Вино оказалось весьма приятным на вкус и, вероятно, необычайно дорогим.
— Бедный, несчастный Бес В Ребро, — сочувственно вздохнула княгиня.
— Не такой уж он и бедный, — отрывая ногу от покоящегося в центре стола жареного гуся, не согласилась Глазки. — Одного золота из последнего нашего налета досталось ему два сундука. Это не считая того, что он ведь забирает в свое личное пользование всех девственниц, которым не посчастливится оказаться на захваченных нами кораблях.
— О, — ухватившись за вторую ногу отлично приготовленной птицы, сказал я. — Однажды нам попался корабль с тремястами монахинями, отправившимися в паломничество.
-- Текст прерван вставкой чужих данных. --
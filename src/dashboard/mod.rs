//! Client state for one dashboard session.
//!
//! [`Dashboard`] owns everything the browser scripts kept in globals: the
//! token, the identity and guild list, the active guild and its form, the
//! AI plan, and the feedback buttons. Operations are synchronous; each
//! guild-scoped fetch is split into "start" (issue a [`Ticket`]) and
//! "apply" (accept the response only if the ticket is still current), so
//! a response for a guild that is no longer active is dropped.

pub mod generation;

use std::collections::BTreeMap;
use std::time::{Duration, Instant};

use crate::analytics;
use crate::api::types::{
    AiSuggestions, Channel, Guild, PlanStep, Role, SettingsMap, StatsResponse, User,
};
use crate::api::{ApiError, Backend};
use crate::config::schema::FeedbackConfig;
use crate::feedback::{FeedbackButton, FeedbackState};
use crate::session::SessionStore;
use crate::settings::{GuildSettings, suggest};
use crate::ui::{Navigation, Tab};

pub use generation::{RequestGeneration, Ticket};

// ---------------------------------------------------------------------------
// Labels and messages
// ---------------------------------------------------------------------------

pub const SAVE_IDLE: &str = "SYNC SIGNALS";
pub const SAVE_PENDING: &str = "SYNCING SIGNALS...";
pub const SAVE_SUCCESS: &str = "✓ SIGNALS SYNCED";
pub const SAVE_ERROR: &str = "❌ SYNC FAILED";

pub const TRIGGER_PENDING: &str = "SENDING...";
pub const TRIGGER_SUCCESS: &str = "✓ SENT";
pub const TRIGGER_ERROR: &str = "❌ ERROR";
pub const TRIGGER_FAIL: &str = "❌ FAIL";

pub const PLAN_IDLE: &str = "GENERATE BLUEPRINT";
pub const PLAN_PENDING: &str = "BRAINSTORMING STRUCTURE...";
pub const PLAN_SUCCESS: &str = "PLAN GENERATED";
pub const PLAN_ERROR: &str = "AI CALCULATION ERROR";

pub const EXECUTE_IDLE: &str = "MANIFEST ARCHITECTURE";
pub const EXECUTE_PENDING: &str = "MANIFESTING ARCHITECTURE...";
pub const EXECUTE_SUCCESS: &str = "✓ ACTION COMPLETE - IT'S DONE!";
pub const EXECUTE_ERROR: &str = "EXECUTION ERROR";

pub const SUGGEST_IDLE: &str = "AI SUGGEST";
pub const SUGGEST_SCANNING: &str = "SCANNING...";

pub const EMPTY_PROMPT_ALERT: &str = "Please describe your server architecture first.";
const PLAN_FALLBACK_ERROR: &str = "Brainstorm failed";
const EXECUTE_FALLBACK_ERROR: &str = "Manifestation failed";
const SUGGEST_FALLBACK_ERROR: &str = "AI suggestion failed";

/// Idle label of a trigger button.
pub fn trigger_idle_label(action: &str) -> String {
    format!("POST {}", action.to_uppercase())
}

// ---------------------------------------------------------------------------
// Public types
// ---------------------------------------------------------------------------

/// Identifies one feedback button.
#[derive(Debug, Clone, PartialEq, Eq, PartialOrd, Ord)]
pub enum ButtonId {
    Save,
    Architect,
    Execute,
    Suggest,
    Trigger(String),
}

/// What selecting a guild card did.
#[derive(Debug, Clone, PartialEq, Eq)]
pub enum CardAction {
    /// The bot is present; the configuration view was opened.
    OpenConfig { loaded: bool },
    /// The bot is missing; open this invite URL in a browser.
    Invite(String),
}

/// Dashboard client state over a [`Backend`].
pub struct Dashboard<B: Backend> {
    backend: B,
    store: SessionStore,
    feedback: FeedbackConfig,

    token: Option<String>,
    authenticated: bool,
    user: Option<User>,
    guilds: Vec<Guild>,
    stats: Option<StatsResponse>,

    navigation: Navigation,
    active_guild: Option<Guild>,
    generation: RequestGeneration,
    form: Option<GuildSettings>,
    roles: Vec<Role>,
    channels: Vec<Channel>,

    ai_prompt: String,
    plan: Option<Vec<PlanStep>>,
    plan_review_visible: bool,
    review_hide_at: Option<Instant>,
    plan_results: Vec<String>,
    suggestions: Option<AiSuggestions>,

    save_button: FeedbackButton,
    architect_button: FeedbackButton,
    execute_button: FeedbackButton,
    suggest_button: FeedbackButton,
    trigger_buttons: BTreeMap<String, FeedbackButton>,

    alerts: Vec<String>,
}
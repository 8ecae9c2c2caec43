/// HTTP client for the dashboard backend.
///
/// Synchronous `ureq` agent with a per-request timeout. Every call is
/// recorded in the event log with its latency and outcome (best-effort).
///
/// The session token travels in the `X-Session-Token` header, except on
/// `POST /trigger`, where the backend reads a `token` query parameter; see
/// [`BackendConfig::trigger_token_transport`].
use std::time::Instant;

use serde::Serialize;
use serde::de::DeserializeOwned;
use serde_json::json;

use super::types::{
    ActionResponse, Channel, ColorSuggestion, InviteResponse, MeResponse, PlanResponse, PlanStep,
    Role, SettingsMap, StatsResponse, SuggestResponse,
};
use super::{ApiError, Backend};
use crate::analytics::logger;
use crate::config::schema::{BackendConfig, StatsEndpoint, TokenTransport};

/// Header the backend reads the session token from.
pub const SESSION_HEADER: &str = "X-Session-Token";

/// How a single request authenticates.
#[derive(Debug, Clone, Copy)]
enum Auth<'a> {
    Anonymous,
    Header(&'a str),
    Query(&'a str),
}

impl<'a> Auth<'a> {
    fn with(transport: TokenTransport, token: &'a str) -> Self {
        match transport {
            TokenTransport::Header => Self::Header(token),
            TokenTransport::Query => Self::Query(token),
        }
    }
}

/// Blocking HTTP implementation of [`Backend`].
#[derive(Debug)]
pub struct HttpBackend {
    agent: ureq::Agent,
    base_url: String,
    stats_endpoint: StatsEndpoint,
    trigger_transport: TokenTransport,
}

impl HttpBackend {
    /// Build a client from the resolved `[backend]` config.
    pub fn from_config(config: &BackendConfig) -> Self {
        let agent = ureq::AgentBuilder::new().timeout(config.timeout()).build();
        Self {
            agent,
            base_url: config.base_url.trim_end_matches('/').to_string(),
            stats_endpoint: config.stats_endpoint,
            trigger_transport: config.trigger_token_transport,
        }
    }

    pub fn base_url(&self) -> &str {
        &self.base_url
    }

    /// OAuth entry point. Opened in a browser, never fetched.
    pub fn login_url(&self) -> String {
        format!("{}/login", self.base_url)
    }

    fn guild_path(guild_id: &str, resource: &str) -> String {
        format!("/api/guilds/{}/{resource}", urlencoding::encode(guild_id))
    }

    fn request(&self, method: &str, path: &str, auth: Auth<'_>) -> ureq::Request {
        let url = format!("{}{path}", self.base_url);
        let request = self.agent.request(method, &url);
        match auth {
            Auth::Anonymous => request,
            Auth::Header(token) => request.set(SESSION_HEADER, token),
            Auth::Query(token) => request.query("token", token),
        }
    }

    fn get<T: DeserializeOwned>(
        &self,
        operation: &'static str,
        guild_id: Option<&str>,
        path: &str,
        auth: Auth<'_>,
    ) -> Result<T, ApiError> {
        let request = self.request("GET", path, auth);
        self.send(operation, guild_id, request, None::<&()>)
    }

    fn post<T: DeserializeOwned, B: Serialize>(
        &self,
        operation: &'static str,
        guild_id: Option<&str>,
        path: &str,
        auth: Auth<'_>,
        body: &B,
    ) -> Result<T, ApiError> {
        let request = self.request("POST", path, auth);
        self.send(operation, guild_id, request, Some(body))
    }

    /// Execute a request, classify the outcome, and log it.
    fn send<T: DeserializeOwned, B: Serialize>(
        &self,
        operation: &'static str,
        guild_id: Option<&str>,
        request: ureq::Request,
        body: Option<&B>,
    ) -> Result<T, ApiError> {
        let start = Instant::now();
        let response = match body {
            Some(body) => request.send_json(body),
            None => request.call(),
        };

        let (status, result) = match response {
            Ok(resp) => {
                let status = resp.status();
                let parsed = resp
                    .into_json::<T>()
                    .map_err(|e| ApiError::Transport(format!("invalid response body: {e}")));
                (Some(status), parsed)
            }
            Err(ureq::Error::Status(401, _)) => (Some(401), Err(ApiError::Unauthorized)),
            Err(ureq::Error::Status(code, _)) => (Some(code), Err(ApiError::Http(code))),
            Err(ureq::Error::Transport(transport)) => {
                (None, Err(ApiError::Transport(transport.to_string())))
            }
        };

        let latency_ms = start.elapsed().as_millis() as u64;
        logger::log_call(
            operation,
            guild_id,
            status,
            latency_ms,
            result.as_ref().err(),
        );

        result
    }
}

impl Backend for HttpBackend {
    fn me(&self, token: &str) -> Result<MeResponse, ApiError> {
        self.get("me", None, "/api/me", Auth::Header(token))
    }

    fn stats(&self, token: &str) -> Result<StatsResponse, ApiError> {
        match self.stats_endpoint {
            StatsEndpoint::Dashboard => {
                self.get("stats", None, "/api/dashboard/stats", Auth::Header(token))
            }
            StatsEndpoint::Public => self.get("stats", None, "/api/stats", Auth::Anonymous),
        }
    }

    fn guild_settings(&self, token: &str, guild_id: &str) -> Result<SettingsMap, ApiError> {
        let path = Self::guild_path(guild_id, "settings");
        self.get("settings.load", Some(guild_id), &path, Auth::Header(token))
    }

    fn save_guild_settings(
        &self,
        token: &str,
        guild_id: &str,
        settings: &SettingsMap,
    ) -> Result<ActionResponse, ApiError> {
        let path = Self::guild_path(guild_id, "settings");
        self.post(
            "settings.save",
            Some(guild_id),
            &path,
            Auth::Header(token),
            settings,
        )
    }

    fn roles(&self, token: &str, guild_id: &str) -> Result<Vec<Role>, ApiError> {
        let path = Self::guild_path(guild_id, "roles");
        self.get("roles", Some(guild_id), &path, Auth::Header(token))
    }

    fn channels(&self, token: &str, guild_id: &str) -> Result<Vec<Channel>, ApiError> {
        let path = Self::guild_path(guild_id, "channels");
        self.get("channels", Some(guild_id), &path, Auth::Header(token))
    }

    fn trigger(
        &self,
        token: &str,
        guild_id: &str,
        action: &str,
    ) -> Result<ActionResponse, ApiError> {
        let path = Self::guild_path(guild_id, "trigger");
        self.post(
            "trigger",
            Some(guild_id),
            &path,
            Auth::with(self.trigger_transport, token),
            &json!({ "action": action }),
        )
    }

    fn ai_plan(
        &self,
        token: &str,
        guild_id: &str,
        prompt: &str,
    ) -> Result<PlanResponse, ApiError> {
        let path = Self::guild_path(guild_id, "ai-plan");
        self.post(
            "ai.plan",
            Some(guild_id),
            &path,
            Auth::Header(token),
            &json!({ "prompt": prompt }),
        )
    }

    fn ai_execute(
        &self,
        token: &str,
        guild_id: &str,
        plan: &[PlanStep],
    ) -> Result<ActionResponse, ApiError> {
        let path = Self::guild_path(guild_id, "ai-execute");
        self.post(
            "ai.execute",
            Some(guild_id),
            &path,
            Auth::Header(token),
            &json!({ "plan": plan }),
        )
    }

    fn ai_suggest(&self, token: &str, guild_id: &str) -> Result<SuggestResponse, ApiError> {
        let path = Self::guild_path(guild_id, "ai-suggest");
        self.post(
            "ai.suggest",
            Some(guild_id),
            &path,
            Auth::Header(token),
            &json!({}),
        )
    }

    fn apply_suggestions(
        &self,
        token: &str,
        guild_id: &str,
        color_updates: &[ColorSuggestion],
    ) -> Result<ActionResponse, ApiError> {
        let path = Self::guild_path(guild_id, "apply-suggestions");
        self.post(
            "ai.apply",
            Some(guild_id),
            &path,
            Auth::Header(token),
            &json!({ "color_updates": color_updates }),
        )
    }

    fn invite_url(&self, guild_id: &str) -> Result<String, ApiError> {
        let request = self
            .request("GET", "/api/invite-url", Auth::Anonymous)
            .query("guild_id", guild_id);
        let invite: InviteResponse = self.send("invite", Some(guild_id), request, None::<&()>)?;
        Ok(invite.url)
    }
}

// ---------------------------------------------------------------------------
// Tests
// ---------------------------------------------------------------------------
Представляете, половина из них оказались лишенными девства, зато, какую чудесную ночь я провел с остальными ста пятидесятью!
— Да что вы говорите? За одну ночь? — глаза княгини стали круглее круглого. Щечки же юной ее дочери покрылись румянцем.
— Мужчины вечно любят преувеличивать такие вещи, — с аппетитом уплетая гусиную ногу доверительно сообщила ей Глазки. — На самом деле, он лишил тогда невинности лишь сто сорок семь монахинь.
— А правда ли говорит в Жемчужном хозяйка портовой таверны, — переводя взгляд со спутницы моей на меня, полюбопытствовала Орна, — что, дескать, Бес В Ребро всегда мог с одного взгляда определить девица перед ним или нет?
— Конечно, правда, — прожевав свой кусок гусятины, кивнул я. — В том-то и беда, доченька, — почти все, что про меня говорят, это, ни что иное, как чистейшая правда. И вижу я сейчас, что присутствующая здесь княжна Энна все еще ходит в девицах, а откуда мне это ведомо, не спрашивай, ибо нашептывают мне это на ухо сами адские демоны, имена коих тебе лучше не знать.
— Послушайте, добрый Бес В Ребро, но, по крайности, вы ведь не обидите мою дочь? — поспешно спросила меня княгиня. — Ведь она девица кроткого нрава, хорошего поведения и ничем не заслужила такой злосчастной судьбы. Знайте же, что мне проще пожертвовать своей собственной добродетелью, нежели знать, что дочь моя бесстыднейшим образом обесчещена.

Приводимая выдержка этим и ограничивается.